USA, 2000. Fox Searchlight Pictures. Screenplay by Vera Blasi. Cinematography by Thierry Arbogast. Produced by Alan Poul. Music by Luis Bacalov. Production Design by Philippe Chiffre. Costume Design by Elisabeth Tavernier. Film Editing by Leslie Jones.
Whimsical romantic comedy that, even at its worst, is leagues ahead of director Fina Torres’ last faltering attempt at capturing the colourful culture of her native South America, Celestial Clockwork. Penelope Cruz couldn’t be more perfectly cast as Isabella, a Brazilian housewife so beautiful and charming that even the flowers in the flowerpots stand straight on end when she walks by them. Isabella is stifled by her womanizing husband who leaves her to cook her magic in the kitchen of their restaurant in Brazil, while he takes credit for all her hard work. She decides that when she catches him in bed with a neighbour that she has had the last straw and moves to San Francisco to live with her best friend Monica (Harold Perrineau), working her culinary magic on the California shores. She catches the attention of a television producer, and before you can say chili peppers she’s the star of her own cooking show.
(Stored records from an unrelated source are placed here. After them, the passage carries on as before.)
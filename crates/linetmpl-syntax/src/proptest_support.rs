//! Property-based testing support with arbitrary generators.
//!
//! Strategies here produce template source that the parser accepts, so the
//! properties can check parser and formatter invariants.

use proptest::prelude::*;

use crate::lexer::Delims;
use crate::parser::Parser;
use crate::tree::Node;

fn funcs(name: &str) -> bool {
    matches!(name, "len" | "printf" | "upper")
}

/// Generate a field name; includes non-ASCII letters.
fn field_name_strategy() -> impl Strategy<Value = String> {
    prop_oneof![
        "[A-Z][a-zA-Z0-9_]{0,8}",
        "[日期车牌年份]{1,3}",
    ]
}

/// Generate literal text that never contains a delimiter.
fn text_strategy() -> impl Strategy<Value = String> {
    "[a-zA-Z0-9 /,_-]{1,12}"
}

/// Generate an operand that can start a pipeline.
fn operand_strategy() -> impl Strategy<Value = String> {
    prop_oneof![
        Just(".".to_string()),
        proptest::collection::vec(field_name_strategy(), 1..4)
            .prop_map(|names| format!(".{}", names.join("."))),
        (0..10_000i64).prop_map(|n| n.to_string()),
        "[a-z]{0,6}".prop_map(|s| format!("{s:?}")),
        any::<bool>().prop_map(|b| b.to_string()),
    ]
}

/// Generate a pipeline: an operand, optionally piped through functions.
fn pipeline_strategy() -> impl Strategy<Value = String> {
    (
        operand_strategy(),
        proptest::collection::vec(prop_oneof![Just("len"), Just("upper")], 0..3),
    )
        .prop_map(|(operand, stages)| {
            let mut pipeline = operand;
            for stage in stages {
                pipeline.push_str(" | ");
                pipeline.push_str(stage);
            }
            pipeline
        })
}

/// Generate one piece of a template: text, an action or a comment.
fn piece_strategy() -> impl Strategy<Value = String> {
    prop_oneof![
        3 => text_strategy(),
        3 => pipeline_strategy().prop_map(|p| format!("{{{{{p}}}}}")),
        1 => pipeline_strategy().prop_map(|p| format!("{{{{printf \"%v\" ({p})}}}}")),
        1 => "[a-z ]{0,8}".prop_map(|c| format!("{{{{/*{c}*/}}}}")),
    ]
}

/// Generate a template that uses the default delimiters.
pub fn arb_template() -> impl Strategy<Value = String> {
    proptest::collection::vec(piece_strategy(), 0..8).prop_map(|pieces| pieces.concat())
}

#[cfg(test)]
mod tests {
    use super::*;

    fn render(source: &str) -> String {
        let trees = Parser::parse("t", source, &Delims::default(), &funcs).unwrap();
        trees["t"].root.to_string()
    }

    proptest! {
        /// Generated templates always parse.
        #[test]
        fn generated_templates_parse(source in arb_template()) {
            let result = Parser::parse("t", &source, &Delims::default(), &funcs);
            prop_assert!(result.is_ok(), "failed to parse {:?}: {:?}", source, result);
        }

        /// Arbitrary input never panics the parser.
        #[test]
        fn parse_never_panics(source in "\\PC{0,40}") {
            let _ = Parser::parse("t", &source, &Delims::new("[", "]"), &funcs);
        }

        /// Formatting a parsed template yields a fixed point.
        #[test]
        fn format_is_idempotent(source in arb_template()) {
            let first = render(&source);
            let second = render(&first);
            prop_assert_eq!(first, second);
        }

        /// Switching delimiters changes nothing but the delimiters.
        #[test]
        fn delimiters_do_not_change_the_tree(source in arb_template()) {
            let bracketed = source.replace("{{", "[").replace("}}", "]");
            let braces = Parser::parse("t", &source, &Delims::default(), &funcs).unwrap();
            let brackets = Parser::parse("t", &bracketed, &Delims::new("[", "]"), &funcs).unwrap();
            let kinds = |nodes: &[Node]| nodes.iter().map(Node::kind_name).collect::<Vec<_>>();
            prop_assert_eq!(kinds(&braces["t"].root.nodes), kinds(&brackets["t"].root.nodes));
            prop_assert_eq!(braces["t"].root.to_string(), brackets["t"].root.to_string());
        }
    }
}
What Cruz brings to the film is not only her physical beauty, but a sly charm flickering out from behind her eyes that can’t be suppressed by Torres’ periodic lack of narrative guidance: at times the film threatens to run out of places to go, but something always comes in at the eleventh hour to keep you going for ten more minutes. Perrineau is excellent as Monica, and Mark Feuerstein does an adequate job of playing ‘the guy’. Brazilian voodoo, magical cooking talents and colourful characters who burst out into Jobim-inspired bossa nova at will all conspire to make this a thoroughly enjoyable, if not unforgettable, distraction.